By Carol A. Cates, MSN, MBA, RN

Chief Nursing Officer

Odessa Regional Medical Center

Music has always played a huge role in my family. I cannot remember a family get together where we haven’t stood around a piano or sit at a campfire where someone had a guitar and sing for hours on end. Everything from hymns to folk music to silly songs.

I didn’t really think about it being something other than our family culture when my step-mom, in the worst of her dementia driven anxiety, would calm down and start “conducting the choir” when we would sing hymns to her. I saw the same with other family members with dementia, where music would give them such peace, especially if it was live music—not necessarily professional, but just someone singing or playing an instrument.

I just thought it was the music and its calming affect. I think we all know the old saying “music soothes the savage beast.” But with dementia, it’s more than the music, it’s how music taps into memory and communication.

Researchers at Northwestern University have proven that music memories stay with people even when they have lost their language ability. That music memory can allow people with dementia, particularly Alzheimer’s Disease, and their loved ones to maintain many of the emotional connections and communication that are otherwise lost as dementia progresses.

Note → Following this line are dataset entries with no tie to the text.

//! CLI subcommands

pub mod info;
pub mod run;
pub mod show;
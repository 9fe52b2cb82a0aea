//! Bounded-concurrency batch completion

use std::sync::Arc;
use tokio::sync::Semaphore;
use tracing::{debug, warn};

use crate::envelope::CompletionEnvelope;
use crate::metrics::global_metrics;
use crate::provider::{ChatMessage, CompletionParams, LlmProvider, LlmRequest};

/// Default cap on simultaneous in-flight requests
pub const DEFAULT_MAX_CONCURRENCY: usize = 100;

/// Run one completion per conversation, at most `max_concurrency` at a time.
///
/// Results keep the input order. A failed request yields `None` in its slot
/// and never aborts the rest of the batch. A `max_concurrency` of zero is
/// treated as one.
pub async fn complete_batch<P>(
    provider: &P,
    conversations: Vec<Vec<ChatMessage>>,
    params: &CompletionParams,
    max_concurrency: usize,
) -> Vec<Option<CompletionEnvelope>>
where
    P: LlmProvider + ?Sized,
{
    let limit = max_concurrency.max(1);
    let semaphore = Arc::new(Semaphore::new(limit));
    let metrics = global_metrics();

    debug!(
        provider = provider.name(),
        requests = conversations.len(),
        max_concurrency = limit,
        "Starting batch completion"
    );

    let futures = conversations.into_iter().enumerate().map(|(index, messages)| {
        let semaphore = semaphore.clone();
        let metrics = metrics.clone();
        let request = LlmRequest::new(messages, params.clone());
        async move {
            // acquire only fails on a closed semaphore
            let _permit = match semaphore.acquire().await {
                Ok(permit) => permit,
                Err(e) => {
                    warn!(index, error = %e, "Batch gate closed, returning None");
                    metrics.record_batch_item(false);
                    return None;
                }
            };

            match provider.complete(request).await {
                Ok(envelope) => {
                    metrics.record_llm_call(envelope.tokens_used() as u64, false);
                    metrics.record_batch_item(true);
                    Some(envelope)
                }
                Err(e) => {
                    warn!(index, error = %e, "Batch completion failed, returning None");
                    metrics.record_llm_call(0, true);
                    metrics.record_batch_item(false);
                    None
                }
            }
        }
    });

    futures::future::join_all(futures).await
}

In the study, two groups of patients from memory care units and their families were looked at. The first group, the control group, had no intervention. Families were recorded conversing with their loved ones in 10-minute interactions, then they went about their normal routines for 45 minutes, and then had another 10-minute interaction with their loved ones. The researchers looked for social engagement in the patients by monitoring eye contact and distraction.

They also evaluated levels of agitation and mood changes between the first and second interactions. In the study group, rather than going about their normal routines, after the first interaction with family members, the researchers had a group of chamber musicians and a singer perform music from the patients’ youth.

Music therapists gave the patients simple instruments like tambourines or shakers, the more verbal patients were encouraged to hum or sing along, and patients with good mobility were even encouraged to dance. In the 10-minute interactions that followed, patients showed significant changes over the control group in every criterion studied. Social engagement and mood were greatly improved, and agitation was greatly decreased. While that is great by itself, they also found that with repeated sessions of music intervention, the positive effects lasted longer and longer.

The other part of this study that I thought was good is that it also asked the families how they felt the music affected their loved ones. It’s rare that studies about dementia look at family results as well as patient results. To a person, the families involved in the study group said the music allowed them to relate to their loved one with dementia where they couldn’t before the musical intervention. Researchers saw caregivers invite multiple family members to participate in ongoing research sessions. One researcher stated, “it became a normalizing experience for the whole family.”

I have often thought that dementia, especially Alzheimer’s, is one of the cruelest diseases out there, because of how much it affects not just the person, but the family. My dad still talks about how hard it was to watch the terror my step-mom experienced at the end because in her mind she was a little girl and she was not in her home and couldn’t find her parents, and the only way they could relieve that terror was to keep her sedated. I will never forget the look on my daughter’s face the first time my step-mom didn’t recognize her. That music can make a difference for both the patient and the family is really exciting and this research may go on to find a way beyond drugs to help reduce the anxiety and outright terror that so many dementia patients experience as they lose memories and cognition.

This of course, is just one study, and to better develop programs, the researchers are going to look at bigger groups of patients and try to isolate the exact parts of the music therapy that make the difference. But in the meantime, if you have a loved one who does have dementia, add music to your interactions with them. Be careful with the dancing so they don’t fall, but otherwise, its unlikely to cause harm, and it might really help.